> _WORK TASK_: Using the entries below, copy out all lines where "every" is found.

##########

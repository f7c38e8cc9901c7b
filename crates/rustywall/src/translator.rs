//! Real/virtual attribute handle translation
//!
//! The master sees the slave's attribute database with every hidden
//! attribute cut out, so handles above a hidden one shift down. The
//! translator keeps the hidden handles as ascending, non-overlapping,
//! inclusive ranges and converts in both directions:
//!
//! - `real_to_virtual(h)` subtracts the size of every range below `h`, or
//!   returns `None` when `h` itself is hidden.
//! - `virtual_to_real(h)` walks the ranges in ascending order and adds the
//!   size of each range starting at or below the running value.
//!
//! `0xFFFF` marks the end of the attribute space in range requests and is
//! never translated.

use crate::att::{HandleMapper, ATT_HANDLE_MAX};
use crate::discovery::DiscoverySnapshot;
use crate::rules::UuidFilter;
use log::debug;
use std::fmt;

/// Inclusive range of hidden real handles
#[derive(Debug, Clone, Copy, PartialEq, Eq, PartialOrd, Ord)]
pub struct HandleRange {
    pub start: u16,
    pub end: u16,
}

impl HandleRange {
    pub fn new(start: u16, end: u16) -> Self {
        debug_assert!(start <= end);
        Self { start, end }
    }

    /// A range covering one handle
    pub fn single(handle: u16) -> Self {
        Self::new(handle, handle)
    }

    /// Number of handles in the range
    pub fn size(&self) -> u32 {
        u32::from(self.end) - u32::from(self.start) + 1
    }

    pub fn contains(&self, handle: u16) -> bool {
        self.start <= handle && handle <= self.end
    }
}

impl fmt::Display for HandleRange {
    fn fmt(&self, f: &mut fmt::Formatter<'_>) -> fmt::Result {
        write!(f, "0x{:04X}-0x{:04X}", self.start, self.end)
    }
}

/// Bidirectional handle mapping between the slave (real) and the master (virtual)
#[derive(Debug, Clone, Default, PartialEq, Eq)]
pub struct HandleTranslator {
    ranges: Vec<HandleRange>,
    uuid_filter: UuidFilter,
}

impl HandleTranslator {
    /// Build from arbitrary ranges; they are sorted and overlapping or
    /// adjacent ranges are merged.
    pub fn new(ranges: impl IntoIterator<Item = HandleRange>, uuid_filter: UuidFilter) -> Self {
        let mut sorted: Vec<HandleRange> = ranges.into_iter().collect();
        sorted.sort();

        let mut merged: Vec<HandleRange> = Vec::with_capacity(sorted.len());
        for range in sorted {
            match merged.last_mut() {
                Some(last) if u32::from(range.start) <= u32::from(last.end) + 1 => {
                    last.end = last.end.max(range.end);
                }
                _ => merged.push(range),
            }
        }

        Self {
            ranges: merged,
            uuid_filter,
        }
    }

    /// Hide every discovered handle carrying a filtered UUID
    pub fn from_discovery(snapshot: &DiscoverySnapshot, uuid_filter: UuidFilter) -> Self {
        let hidden = snapshot
            .iter()
            .filter(|(_, uuids)| uuid_filter.intersects(uuids.iter()))
            .map(|(handle, _)| HandleRange::single(handle))
            .collect::<Vec<_>>();
        let translator = Self::new(hidden, uuid_filter);

        debug!(
            "Hiding {} handles in {} ranges (max discovered handle {:?})",
            translator.hidden_count(),
            translator.ranges.len(),
            snapshot.max_handle()
        );
        for range in &translator.ranges {
            debug!("Hidden range {}", range);
        }

        translator
    }

    /// The hidden ranges, ascending and disjoint
    pub fn ranges(&self) -> &[HandleRange] {
        &self.ranges
    }

    pub fn uuid_filter(&self) -> &UuidFilter {
        &self.uuid_filter
    }

    /// Total number of hidden handles
    pub fn hidden_count(&self) -> u32 {
        self.ranges.iter().map(HandleRange::size).sum()
    }

    /// Whether a real handle is hidden from the master
    pub fn is_hidden(&self, handle: u16) -> bool {
        handle != ATT_HANDLE_MAX && self.ranges.iter().any(|range| range.contains(handle))
    }

    /// Number of hidden handles strictly below `handle`
    fn hidden_below(&self, handle: u16) -> u32 {
        self.ranges
            .iter()
            .take_while(|range| range.start < handle)
            .map(|range| {
                if range.end < handle {
                    range.size()
                } else {
                    u32::from(handle - range.start)
                }
            })
            .sum()
    }

    /// Virtual handle of a real handle, `None` when it is hidden
    pub fn real_to_virtual(&self, handle: u16) -> Option<u16> {
        if handle == ATT_HANDLE_MAX {
            return Some(handle);
        }
        if self.is_hidden(handle) {
            return None;
        }
        Some((u32::from(handle) - self.hidden_below(handle)) as u16)
    }

    /// Virtual value of a hidden-or-not upper bound: the last visible handle at or below it
    pub fn real_to_virtual_floor(&self, handle: u16) -> u16 {
        if handle == ATT_HANDLE_MAX {
            return handle;
        }
        let hidden_through = self.hidden_below(handle) + u32::from(self.is_hidden(handle));
        u32::from(handle).saturating_sub(hidden_through) as u16
    }

    /// Virtual value of a hidden-or-not lower bound: the first visible handle at or above it
    pub fn real_to_virtual_ceil(&self, handle: u16) -> u16 {
        if handle == ATT_HANDLE_MAX {
            return handle;
        }
        (u32::from(handle) - self.hidden_below(handle)) as u16
    }

    /// Real handle of a virtual handle
    pub fn virtual_to_real(&self, handle: u16) -> u16 {
        if handle == ATT_HANDLE_MAX {
            return handle;
        }
        let mut real = u32::from(handle);
        for range in &self.ranges {
            if u32::from(range.start) <= real {
                real += range.size();
            } else {
                break;
            }
        }
        real.min(u32::from(ATT_HANDLE_MAX)) as u16
    }
}

impl HandleMapper for HandleTranslator {
    fn map_handle(&self, handle: u16) -> Option<u16> {
        self.real_to_virtual(handle)
    }

    fn map_range_end(&self, handle: u16) -> u16 {
        self.real_to_virtual_floor(handle)
    }

    fn is_hidden_type(&self, type_id: u128) -> bool {
        self.uuid_filter.contains(type_id)
    }
}

#[cfg(test)]
mod tests {
    use super::*;
    use rand::rngs::StdRng;
    use rand::{Rng, SeedableRng};

    fn translator(ranges: &[(u16, u16)]) -> HandleTranslator {
        HandleTranslator::new(
            ranges.iter().map(|&(start, end)| HandleRange::new(start, end)),
            UuidFilter::new(),
        )
    }

    #[test]
    fn test_empty_translator_is_identity() {
        let t = HandleTranslator::default();
        for h in [0x0001, 0x0010, 0x1234, 0xFFFE] {
            assert_eq!(t.real_to_virtual(h), Some(h));
            assert_eq!(t.virtual_to_real(h), h);
        }
    }

    #[test]
    fn test_unit_ranges() {
        // 0x10 and 0x11 hidden
        let t = translator(&[(0x10, 0x10), (0x11, 0x11)]);
        assert_eq!(t.ranges(), &[HandleRange::new(0x10, 0x11)]);

        assert_eq!(t.real_to_virtual(0x0F), Some(0x0F));
        assert_eq!(t.real_to_virtual(0x10), None);
        assert_eq!(t.real_to_virtual(0x11), None);
        assert_eq!(t.real_to_virtual(0x12), Some(0x10));

        assert_eq!(t.virtual_to_real(0x0F), 0x0F);
        assert_eq!(t.virtual_to_real(0x10), 0x12);
        assert_eq!(t.virtual_to_real(0x11), 0x13);
    }

    #[test]
    fn test_unsorted_ranges_are_sorted() {
        let t = translator(&[(0x30, 0x31), (0x05, 0x05), (0x20, 0x22)]);
        assert_eq!(
            t.ranges(),
            &[
                HandleRange::new(0x05, 0x05),
                HandleRange::new(0x20, 0x22),
                HandleRange::new(0x30, 0x31)
            ]
        );
        assert_eq!(t.virtual_to_real(0x05), 0x06);
        assert_eq!(t.virtual_to_real(0x1F), 0x23);
        assert_eq!(t.real_to_virtual(0x32), Some(0x32 - 6));
    }

    #[test]
    fn test_overlapping_ranges_are_merged() {
        let t = translator(&[(0x10, 0x15), (0x12, 0x18), (0x19, 0x19), (0x30, 0x30)]);
        assert_eq!(
            t.ranges(),
            &[HandleRange::new(0x10, 0x19), HandleRange::new(0x30, 0x30)]
        );
        assert_eq!(t.hidden_count(), 11);
    }

    #[test]
    fn test_sentinel_is_never_translated() {
        let t = translator(&[(0x01, 0x20), (0xFFF0, 0xFFFF)]);
        assert_eq!(t.real_to_virtual(ATT_HANDLE_MAX), Some(ATT_HANDLE_MAX));
        assert_eq!(t.virtual_to_real(ATT_HANDLE_MAX), ATT_HANDLE_MAX);
        assert_eq!(t.real_to_virtual_floor(ATT_HANDLE_MAX), ATT_HANDLE_MAX);
        assert!(!t.is_hidden(ATT_HANDLE_MAX));
    }

    #[test]
    fn test_range_bounds_clamp_to_visible_handles() {
        let t = translator(&[(0x05, 0x07)]);
        // 0x04 stays, 0x08 becomes 0x05
        assert_eq!(t.real_to_virtual_floor(0x06), 0x04);
        assert_eq!(t.real_to_virtual_ceil(0x06), 0x05);
        assert_eq!(t.real_to_virtual_floor(0x08), 0x05);
        assert_eq!(t.real_to_virtual_ceil(0x08), 0x05);
        assert_eq!(t.real_to_virtual_floor(0x04), 0x04);
    }

    #[test]
    fn test_floor_of_range_at_handle_zero() {
        let t = translator(&[(0x0000, 0x0002)]);
        assert_eq!(t.real_to_virtual_floor(0x0000), 0x0000);
        assert_eq!(t.real_to_virtual_floor(0x0002), 0x0000);
        assert_eq!(t.real_to_virtual_floor(0x0005), 0x0002);
    }

    #[test]
    fn test_virtual_to_real_saturates() {
        let t = translator(&[(0x0001, 0x0010)]);
        assert_eq!(t.virtual_to_real(0xFFF8), ATT_HANDLE_MAX);
    }

    #[test]
    fn test_random_round_trip_and_monotonicity() {
        let mut rng = StdRng::seed_from_u64(0x5EED);

        for _ in 0..50 {
            let count = rng.gen_range(0..20);
            let ranges: Vec<HandleRange> = (0..count)
                .map(|_| {
                    let start = rng.gen_range(1..0x0200u16);
                    HandleRange::new(start, start + rng.gen_range(0..4))
                })
                .collect();
            let t = HandleTranslator::new(ranges.clone(), UuidFilter::new());

            let mut previous = 0;
            for virt in 1..0x0300u16 {
                let real = t.virtual_to_real(virt);
                assert!(real >= previous, "virtual_to_real must not decrease");
                previous = real;

                assert!(!t.is_hidden(real));
                assert_eq!(t.real_to_virtual(real), Some(virt));
            }

            for range in &ranges {
                for h in range.start..=range.end {
                    assert_eq!(t.real_to_virtual(h), None);
                }
            }
        }
    }
}
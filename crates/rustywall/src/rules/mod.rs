//! Firewall rule language
//!
//! A rule file has up to two contexts:
//!
//! ```text
//! BLE_TABLES
//! action deny type ReadRequest handle 0x0021   // first match wins
//! action allow type WriteRequest handle 0x0025 value 0x01 direction slave
//! default allow
//! END BLE_TABLES
//!
//! GATT_FILTER
//! uuid 0x180d
//! END GATT_FILTER
//! ```
//!
//! Parsing produces plain data: a [`RuleSet`] evaluated in declaration order
//! per packet kind, and a [`UuidFilter`] naming the attribute types hidden
//! from the master.

pub mod parser;
pub mod rule;
pub mod set;

#[cfg(test)]
mod tests;

pub use parser::RuleFile;
pub use rule::{Rule, RuleFields, RuleValue};
pub use set::{RuleSet, UuidFilter};

use crate::error::RuleError;
use std::fmt;
use std::str::FromStr;

/// Verdict of a rule
#[derive(Debug, Clone, Copy, PartialEq, Eq)]
pub enum Action {
    Allow,
    Deny,
}

impl FromStr for Action {
    type Err = RuleError;

    fn from_str(s: &str) -> Result<Self, Self::Err> {
        match s {
            "allow" => Ok(Action::Allow),
            "deny" => Ok(Action::Deny),
            other => Err(RuleError::InvalidVerdict(other.to_string())),
        }
    }
}

impl fmt::Display for Action {
    fn fmt(&self, f: &mut fmt::Formatter<'_>) -> fmt::Result {
        match self {
            Action::Allow => f.write_str("allow"),
            Action::Deny => f.write_str("deny"),
        }
    }
}

/// Role a PDU is travelling to
#[derive(Debug, Clone, Copy, PartialEq, Eq)]
pub enum Direction {
    /// `direction master`: sent by the slave
    ToMaster,
    /// `direction slave`: sent by the master
    ToSlave,
}

impl FromStr for Direction {
    type Err = RuleError;

    fn from_str(s: &str) -> Result<Self, Self::Err> {
        match s {
            "master" => Ok(Direction::ToMaster),
            "slave" => Ok(Direction::ToSlave),
            other => Err(RuleError::InvalidValue {
                key: "direction",
                value: other.to_string(),
            }),
        }
    }
}

impl fmt::Display for Direction {
    fn fmt(&self, f: &mut fmt::Formatter<'_>) -> fmt::Result {
        match self {
            Direction::ToMaster => f.write_str("master"),
            Direction::ToSlave => f.write_str("slave"),
        }
    }
}

/// Parse an integer literal, hexadecimal with a `0x` prefix or decimal otherwise
pub fn parse_integer(text: &str) -> Option<u128> {
    match text.strip_prefix("0x").or_else(|| text.strip_prefix("0X")) {
        Some(digits) => u128::from_str_radix(digits, 16).ok(),
        None => text.parse().ok(),
    }
}
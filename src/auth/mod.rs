pub mod extractors;
pub mod governor;
pub mod jwt;
pub mod password;
pub mod portal;
pub mod services;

##########

> _OUTPUT OF THE EXERCISE_:
//! The master sees the slave's attribute database with every hidden
//! - `real_to_virtual(h)` subtracts the size of every range below `h`, or
    /// Hide every discovered handle carrying a filtered UUID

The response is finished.